> **Exercise**: Transcribe word for word the lines below from the line with "for g in (0..=255u8).step_by(15)" through the line with "assert!(a.y.abs_diff(c.y) <= 1);", ends included.

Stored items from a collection
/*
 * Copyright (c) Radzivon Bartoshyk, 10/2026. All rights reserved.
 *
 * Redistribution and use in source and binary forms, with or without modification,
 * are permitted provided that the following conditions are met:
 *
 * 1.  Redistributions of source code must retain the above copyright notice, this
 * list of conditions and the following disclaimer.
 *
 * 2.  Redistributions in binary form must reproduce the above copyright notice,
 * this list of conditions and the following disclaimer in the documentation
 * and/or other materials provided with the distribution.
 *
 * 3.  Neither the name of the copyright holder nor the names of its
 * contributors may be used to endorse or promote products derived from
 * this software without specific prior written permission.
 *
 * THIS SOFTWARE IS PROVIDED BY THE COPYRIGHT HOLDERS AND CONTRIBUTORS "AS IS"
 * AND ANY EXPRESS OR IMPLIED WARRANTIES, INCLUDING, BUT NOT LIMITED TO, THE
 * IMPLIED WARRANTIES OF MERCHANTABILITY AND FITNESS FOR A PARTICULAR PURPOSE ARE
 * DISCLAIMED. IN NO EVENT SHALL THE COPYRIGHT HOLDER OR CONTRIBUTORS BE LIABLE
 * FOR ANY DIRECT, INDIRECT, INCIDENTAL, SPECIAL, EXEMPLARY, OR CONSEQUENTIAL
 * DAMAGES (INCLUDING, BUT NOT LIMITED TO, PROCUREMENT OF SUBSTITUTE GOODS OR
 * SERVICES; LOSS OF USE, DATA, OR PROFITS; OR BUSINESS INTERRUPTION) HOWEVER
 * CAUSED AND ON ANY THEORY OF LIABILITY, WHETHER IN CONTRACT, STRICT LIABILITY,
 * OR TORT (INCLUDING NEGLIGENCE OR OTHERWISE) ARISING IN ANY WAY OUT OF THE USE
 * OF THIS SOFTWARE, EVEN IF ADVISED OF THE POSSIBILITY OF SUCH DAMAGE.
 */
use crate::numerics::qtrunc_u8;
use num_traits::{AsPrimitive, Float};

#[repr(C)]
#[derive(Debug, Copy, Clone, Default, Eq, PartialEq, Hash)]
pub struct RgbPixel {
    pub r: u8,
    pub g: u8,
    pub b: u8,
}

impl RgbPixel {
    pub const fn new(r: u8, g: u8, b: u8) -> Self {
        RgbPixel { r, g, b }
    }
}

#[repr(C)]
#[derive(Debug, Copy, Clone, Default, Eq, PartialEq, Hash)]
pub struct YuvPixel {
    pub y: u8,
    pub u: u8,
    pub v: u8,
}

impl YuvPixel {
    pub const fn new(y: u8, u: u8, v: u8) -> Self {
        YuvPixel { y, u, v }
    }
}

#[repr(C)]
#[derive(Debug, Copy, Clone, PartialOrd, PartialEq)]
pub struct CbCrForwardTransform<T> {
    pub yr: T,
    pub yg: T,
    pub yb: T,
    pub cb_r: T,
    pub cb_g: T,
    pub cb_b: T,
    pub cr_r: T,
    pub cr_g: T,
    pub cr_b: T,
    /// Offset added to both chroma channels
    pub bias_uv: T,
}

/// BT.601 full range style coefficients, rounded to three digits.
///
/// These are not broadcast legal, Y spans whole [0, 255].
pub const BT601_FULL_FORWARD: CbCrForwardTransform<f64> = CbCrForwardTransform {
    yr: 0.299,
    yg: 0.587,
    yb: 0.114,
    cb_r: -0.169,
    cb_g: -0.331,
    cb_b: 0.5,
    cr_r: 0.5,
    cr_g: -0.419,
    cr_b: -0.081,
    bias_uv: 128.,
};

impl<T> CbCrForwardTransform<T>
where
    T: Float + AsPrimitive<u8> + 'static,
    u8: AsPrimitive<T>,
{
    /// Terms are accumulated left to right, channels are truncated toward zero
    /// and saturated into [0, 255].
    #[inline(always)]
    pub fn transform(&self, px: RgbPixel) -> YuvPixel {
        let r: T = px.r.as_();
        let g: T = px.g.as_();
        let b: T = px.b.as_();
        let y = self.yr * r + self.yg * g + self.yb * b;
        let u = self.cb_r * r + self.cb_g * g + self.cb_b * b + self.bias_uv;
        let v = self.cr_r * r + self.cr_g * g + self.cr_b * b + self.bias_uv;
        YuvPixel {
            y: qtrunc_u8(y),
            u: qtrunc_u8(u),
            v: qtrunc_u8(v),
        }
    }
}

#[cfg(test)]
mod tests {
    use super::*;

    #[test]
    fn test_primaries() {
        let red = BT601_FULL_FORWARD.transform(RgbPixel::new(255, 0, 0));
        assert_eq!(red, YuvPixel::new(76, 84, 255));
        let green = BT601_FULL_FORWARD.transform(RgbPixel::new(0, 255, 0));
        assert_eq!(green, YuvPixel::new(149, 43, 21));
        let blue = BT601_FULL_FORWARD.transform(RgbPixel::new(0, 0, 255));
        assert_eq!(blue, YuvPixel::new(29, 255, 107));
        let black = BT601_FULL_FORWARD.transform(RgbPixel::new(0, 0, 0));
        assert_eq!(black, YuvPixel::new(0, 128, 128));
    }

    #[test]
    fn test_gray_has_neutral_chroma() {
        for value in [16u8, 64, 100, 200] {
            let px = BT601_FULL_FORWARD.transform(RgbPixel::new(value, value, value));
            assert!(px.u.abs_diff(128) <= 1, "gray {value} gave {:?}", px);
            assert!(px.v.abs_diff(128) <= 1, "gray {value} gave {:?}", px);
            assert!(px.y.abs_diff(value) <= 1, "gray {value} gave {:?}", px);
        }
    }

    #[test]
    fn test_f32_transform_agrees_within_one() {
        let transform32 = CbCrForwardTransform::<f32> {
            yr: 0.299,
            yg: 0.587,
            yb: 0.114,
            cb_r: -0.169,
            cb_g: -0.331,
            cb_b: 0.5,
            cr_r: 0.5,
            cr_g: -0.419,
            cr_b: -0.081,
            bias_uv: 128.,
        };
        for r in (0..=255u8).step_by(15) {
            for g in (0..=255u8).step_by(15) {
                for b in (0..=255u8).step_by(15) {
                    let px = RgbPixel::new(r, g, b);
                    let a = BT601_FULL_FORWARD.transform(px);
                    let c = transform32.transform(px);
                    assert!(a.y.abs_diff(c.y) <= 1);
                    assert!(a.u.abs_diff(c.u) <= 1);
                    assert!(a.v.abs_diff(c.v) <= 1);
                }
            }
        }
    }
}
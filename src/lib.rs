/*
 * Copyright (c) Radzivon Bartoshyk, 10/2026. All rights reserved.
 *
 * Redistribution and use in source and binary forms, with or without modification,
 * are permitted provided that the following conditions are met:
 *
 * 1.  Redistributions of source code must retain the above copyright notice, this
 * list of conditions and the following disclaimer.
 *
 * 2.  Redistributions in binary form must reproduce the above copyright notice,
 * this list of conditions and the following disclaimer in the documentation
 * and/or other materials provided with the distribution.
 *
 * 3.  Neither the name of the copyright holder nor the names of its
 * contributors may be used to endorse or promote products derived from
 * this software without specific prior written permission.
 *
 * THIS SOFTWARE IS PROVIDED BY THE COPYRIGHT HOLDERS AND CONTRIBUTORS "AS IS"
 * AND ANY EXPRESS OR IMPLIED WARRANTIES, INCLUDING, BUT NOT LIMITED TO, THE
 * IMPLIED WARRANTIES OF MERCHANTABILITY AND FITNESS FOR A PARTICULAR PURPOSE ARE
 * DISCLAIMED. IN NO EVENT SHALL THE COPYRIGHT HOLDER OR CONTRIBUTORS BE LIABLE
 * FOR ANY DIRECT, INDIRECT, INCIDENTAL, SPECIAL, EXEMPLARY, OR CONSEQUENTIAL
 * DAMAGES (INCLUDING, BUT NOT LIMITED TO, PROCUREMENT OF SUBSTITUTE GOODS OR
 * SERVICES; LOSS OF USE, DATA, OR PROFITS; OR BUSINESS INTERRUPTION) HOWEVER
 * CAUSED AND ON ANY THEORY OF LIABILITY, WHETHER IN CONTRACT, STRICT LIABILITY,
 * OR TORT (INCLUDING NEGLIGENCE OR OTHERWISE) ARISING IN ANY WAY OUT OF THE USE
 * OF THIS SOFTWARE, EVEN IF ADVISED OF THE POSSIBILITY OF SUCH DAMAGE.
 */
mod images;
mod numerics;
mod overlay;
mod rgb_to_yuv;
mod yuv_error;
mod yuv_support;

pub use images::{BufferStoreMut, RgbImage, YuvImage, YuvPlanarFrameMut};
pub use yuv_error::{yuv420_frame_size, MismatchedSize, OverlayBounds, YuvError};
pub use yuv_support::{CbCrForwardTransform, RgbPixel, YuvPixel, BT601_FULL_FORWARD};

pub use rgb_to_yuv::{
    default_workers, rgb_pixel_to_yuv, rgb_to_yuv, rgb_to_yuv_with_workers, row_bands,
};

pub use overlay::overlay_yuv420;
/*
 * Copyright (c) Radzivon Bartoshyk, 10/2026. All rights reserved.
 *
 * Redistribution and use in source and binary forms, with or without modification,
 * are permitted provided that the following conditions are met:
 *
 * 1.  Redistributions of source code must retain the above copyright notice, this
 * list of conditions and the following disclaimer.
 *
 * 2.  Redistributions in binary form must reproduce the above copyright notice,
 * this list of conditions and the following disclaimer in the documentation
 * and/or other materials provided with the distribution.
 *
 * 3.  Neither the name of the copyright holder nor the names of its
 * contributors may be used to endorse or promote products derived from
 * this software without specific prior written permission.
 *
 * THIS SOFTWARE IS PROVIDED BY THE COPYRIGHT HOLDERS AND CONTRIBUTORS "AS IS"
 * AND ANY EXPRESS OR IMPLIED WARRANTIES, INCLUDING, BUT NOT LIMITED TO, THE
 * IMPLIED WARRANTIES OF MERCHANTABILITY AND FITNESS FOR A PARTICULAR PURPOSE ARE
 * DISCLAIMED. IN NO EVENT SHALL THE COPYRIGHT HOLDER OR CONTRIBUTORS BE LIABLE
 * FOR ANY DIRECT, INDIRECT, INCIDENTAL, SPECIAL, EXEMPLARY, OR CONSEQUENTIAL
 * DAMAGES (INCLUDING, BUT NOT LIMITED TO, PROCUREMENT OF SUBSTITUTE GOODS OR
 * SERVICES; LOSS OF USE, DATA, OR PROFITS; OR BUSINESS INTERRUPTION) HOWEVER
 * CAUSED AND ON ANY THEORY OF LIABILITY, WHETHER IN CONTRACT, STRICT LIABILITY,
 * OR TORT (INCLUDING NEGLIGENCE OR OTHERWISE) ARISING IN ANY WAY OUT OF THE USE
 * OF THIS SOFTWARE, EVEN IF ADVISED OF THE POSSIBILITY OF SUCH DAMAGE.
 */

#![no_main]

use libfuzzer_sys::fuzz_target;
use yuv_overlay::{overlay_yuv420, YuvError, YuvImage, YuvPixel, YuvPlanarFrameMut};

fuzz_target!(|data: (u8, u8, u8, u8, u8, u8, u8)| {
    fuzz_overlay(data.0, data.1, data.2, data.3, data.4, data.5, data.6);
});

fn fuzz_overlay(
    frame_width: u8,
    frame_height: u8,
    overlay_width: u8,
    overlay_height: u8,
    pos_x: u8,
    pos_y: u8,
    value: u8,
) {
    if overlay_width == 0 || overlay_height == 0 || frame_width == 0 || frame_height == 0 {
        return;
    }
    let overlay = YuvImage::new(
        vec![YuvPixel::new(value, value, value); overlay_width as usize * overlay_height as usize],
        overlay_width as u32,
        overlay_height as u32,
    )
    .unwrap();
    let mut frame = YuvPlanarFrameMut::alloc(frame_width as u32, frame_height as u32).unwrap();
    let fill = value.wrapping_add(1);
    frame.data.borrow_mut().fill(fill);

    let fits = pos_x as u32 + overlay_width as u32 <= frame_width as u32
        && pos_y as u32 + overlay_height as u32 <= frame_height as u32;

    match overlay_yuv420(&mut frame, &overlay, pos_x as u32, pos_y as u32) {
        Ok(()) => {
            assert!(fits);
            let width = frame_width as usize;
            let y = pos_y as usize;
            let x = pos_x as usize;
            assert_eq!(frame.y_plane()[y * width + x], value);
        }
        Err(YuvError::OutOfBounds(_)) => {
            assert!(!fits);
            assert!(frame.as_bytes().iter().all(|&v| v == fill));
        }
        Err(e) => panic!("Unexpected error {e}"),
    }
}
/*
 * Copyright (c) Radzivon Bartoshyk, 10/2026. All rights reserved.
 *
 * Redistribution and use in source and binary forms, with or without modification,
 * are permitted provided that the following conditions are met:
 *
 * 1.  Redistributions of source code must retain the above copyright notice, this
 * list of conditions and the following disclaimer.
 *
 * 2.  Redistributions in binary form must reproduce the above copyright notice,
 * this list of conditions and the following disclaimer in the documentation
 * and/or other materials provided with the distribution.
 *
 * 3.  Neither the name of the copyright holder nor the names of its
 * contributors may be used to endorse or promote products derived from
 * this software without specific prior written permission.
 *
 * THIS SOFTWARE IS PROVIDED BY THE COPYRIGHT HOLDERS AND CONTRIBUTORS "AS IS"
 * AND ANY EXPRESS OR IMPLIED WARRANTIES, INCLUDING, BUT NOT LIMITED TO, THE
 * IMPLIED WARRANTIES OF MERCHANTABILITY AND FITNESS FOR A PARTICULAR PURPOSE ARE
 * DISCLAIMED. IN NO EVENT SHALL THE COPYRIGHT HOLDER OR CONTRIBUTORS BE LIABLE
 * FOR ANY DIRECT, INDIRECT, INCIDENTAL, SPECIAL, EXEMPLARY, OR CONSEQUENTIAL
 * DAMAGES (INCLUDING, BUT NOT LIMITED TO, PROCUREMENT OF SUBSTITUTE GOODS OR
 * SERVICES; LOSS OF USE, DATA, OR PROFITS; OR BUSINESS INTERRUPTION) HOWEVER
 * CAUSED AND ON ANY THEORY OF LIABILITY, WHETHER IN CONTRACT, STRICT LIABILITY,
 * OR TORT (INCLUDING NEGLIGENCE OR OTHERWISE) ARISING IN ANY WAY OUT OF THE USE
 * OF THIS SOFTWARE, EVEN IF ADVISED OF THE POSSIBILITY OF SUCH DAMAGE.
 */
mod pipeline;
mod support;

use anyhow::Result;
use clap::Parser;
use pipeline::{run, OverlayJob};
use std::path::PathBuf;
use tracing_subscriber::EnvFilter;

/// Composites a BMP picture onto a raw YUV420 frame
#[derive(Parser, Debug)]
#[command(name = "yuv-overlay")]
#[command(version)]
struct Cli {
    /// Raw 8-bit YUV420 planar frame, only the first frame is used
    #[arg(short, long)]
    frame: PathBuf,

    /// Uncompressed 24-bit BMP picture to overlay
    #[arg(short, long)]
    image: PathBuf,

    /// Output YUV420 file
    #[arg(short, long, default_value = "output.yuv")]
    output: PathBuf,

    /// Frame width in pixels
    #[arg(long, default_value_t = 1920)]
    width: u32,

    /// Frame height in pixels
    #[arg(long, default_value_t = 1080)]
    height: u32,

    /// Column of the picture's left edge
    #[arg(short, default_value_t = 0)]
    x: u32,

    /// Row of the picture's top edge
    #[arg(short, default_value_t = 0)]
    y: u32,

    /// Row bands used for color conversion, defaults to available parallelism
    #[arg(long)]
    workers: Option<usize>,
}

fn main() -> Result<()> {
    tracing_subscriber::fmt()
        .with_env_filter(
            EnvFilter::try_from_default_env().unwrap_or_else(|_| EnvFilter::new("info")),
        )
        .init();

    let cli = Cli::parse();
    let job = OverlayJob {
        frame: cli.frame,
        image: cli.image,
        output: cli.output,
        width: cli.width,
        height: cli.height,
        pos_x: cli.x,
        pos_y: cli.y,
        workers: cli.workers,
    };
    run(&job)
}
--
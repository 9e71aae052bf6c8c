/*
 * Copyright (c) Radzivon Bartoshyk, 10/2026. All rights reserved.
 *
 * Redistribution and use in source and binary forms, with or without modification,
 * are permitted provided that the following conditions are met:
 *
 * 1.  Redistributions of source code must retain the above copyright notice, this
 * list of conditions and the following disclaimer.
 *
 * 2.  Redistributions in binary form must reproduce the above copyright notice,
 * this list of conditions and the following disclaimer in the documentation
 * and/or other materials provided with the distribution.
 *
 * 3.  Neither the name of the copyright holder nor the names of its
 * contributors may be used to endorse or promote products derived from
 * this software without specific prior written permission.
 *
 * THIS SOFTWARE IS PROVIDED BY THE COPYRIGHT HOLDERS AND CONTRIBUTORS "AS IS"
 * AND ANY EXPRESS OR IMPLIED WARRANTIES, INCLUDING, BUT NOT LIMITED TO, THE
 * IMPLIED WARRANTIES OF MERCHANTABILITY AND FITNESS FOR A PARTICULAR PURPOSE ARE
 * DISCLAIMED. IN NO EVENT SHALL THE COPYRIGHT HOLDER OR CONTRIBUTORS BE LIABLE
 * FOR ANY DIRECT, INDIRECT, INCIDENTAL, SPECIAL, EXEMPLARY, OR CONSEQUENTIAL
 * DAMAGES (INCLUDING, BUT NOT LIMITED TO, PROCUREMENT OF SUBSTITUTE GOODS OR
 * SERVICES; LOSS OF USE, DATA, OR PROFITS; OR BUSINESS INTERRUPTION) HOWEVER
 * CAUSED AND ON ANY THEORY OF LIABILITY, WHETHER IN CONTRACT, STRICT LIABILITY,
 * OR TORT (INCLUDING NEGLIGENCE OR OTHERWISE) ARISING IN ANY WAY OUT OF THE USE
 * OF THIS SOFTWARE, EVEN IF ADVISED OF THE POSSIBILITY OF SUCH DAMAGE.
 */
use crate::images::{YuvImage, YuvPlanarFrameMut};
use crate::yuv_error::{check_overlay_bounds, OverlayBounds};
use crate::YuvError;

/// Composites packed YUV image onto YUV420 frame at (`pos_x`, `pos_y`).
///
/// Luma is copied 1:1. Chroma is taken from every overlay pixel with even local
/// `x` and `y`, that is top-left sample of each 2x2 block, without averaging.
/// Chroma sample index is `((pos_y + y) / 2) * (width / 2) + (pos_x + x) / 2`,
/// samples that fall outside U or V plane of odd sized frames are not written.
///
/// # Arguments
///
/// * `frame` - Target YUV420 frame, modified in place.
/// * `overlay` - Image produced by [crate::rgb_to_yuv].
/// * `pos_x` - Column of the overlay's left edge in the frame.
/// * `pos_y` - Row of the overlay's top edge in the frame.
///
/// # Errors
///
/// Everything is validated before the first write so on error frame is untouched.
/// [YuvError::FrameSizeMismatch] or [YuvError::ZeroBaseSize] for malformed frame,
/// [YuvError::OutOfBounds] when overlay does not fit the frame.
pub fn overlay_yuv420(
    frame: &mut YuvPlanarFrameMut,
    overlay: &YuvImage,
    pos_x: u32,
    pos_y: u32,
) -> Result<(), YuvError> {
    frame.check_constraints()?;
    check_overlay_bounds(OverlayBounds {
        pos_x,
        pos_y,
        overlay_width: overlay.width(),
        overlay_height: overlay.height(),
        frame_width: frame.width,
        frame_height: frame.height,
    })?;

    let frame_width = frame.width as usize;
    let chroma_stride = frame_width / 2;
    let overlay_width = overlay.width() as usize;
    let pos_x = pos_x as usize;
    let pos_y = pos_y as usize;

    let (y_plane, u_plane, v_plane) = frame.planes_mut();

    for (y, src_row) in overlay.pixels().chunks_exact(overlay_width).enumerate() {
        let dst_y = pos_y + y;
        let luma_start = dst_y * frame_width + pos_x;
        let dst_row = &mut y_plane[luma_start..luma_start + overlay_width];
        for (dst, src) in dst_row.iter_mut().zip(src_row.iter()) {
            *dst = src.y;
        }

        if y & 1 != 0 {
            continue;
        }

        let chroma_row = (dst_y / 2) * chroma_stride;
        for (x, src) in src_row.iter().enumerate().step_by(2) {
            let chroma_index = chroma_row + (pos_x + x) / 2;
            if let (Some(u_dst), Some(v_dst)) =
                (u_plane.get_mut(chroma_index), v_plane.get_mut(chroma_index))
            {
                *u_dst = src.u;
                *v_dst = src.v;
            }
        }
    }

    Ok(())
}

> **Task response**:
            for g in (0..=255u8).step_by(15) {
                for b in (0..=255u8).step_by(15) {
                    let px = RgbPixel::new(r, g, b);
                    let a = BT601_FULL_FORWARD.transform(px);
                    let c = transform32.transform(px);
                    assert!(a.y.abs_diff(c.y) <= 1);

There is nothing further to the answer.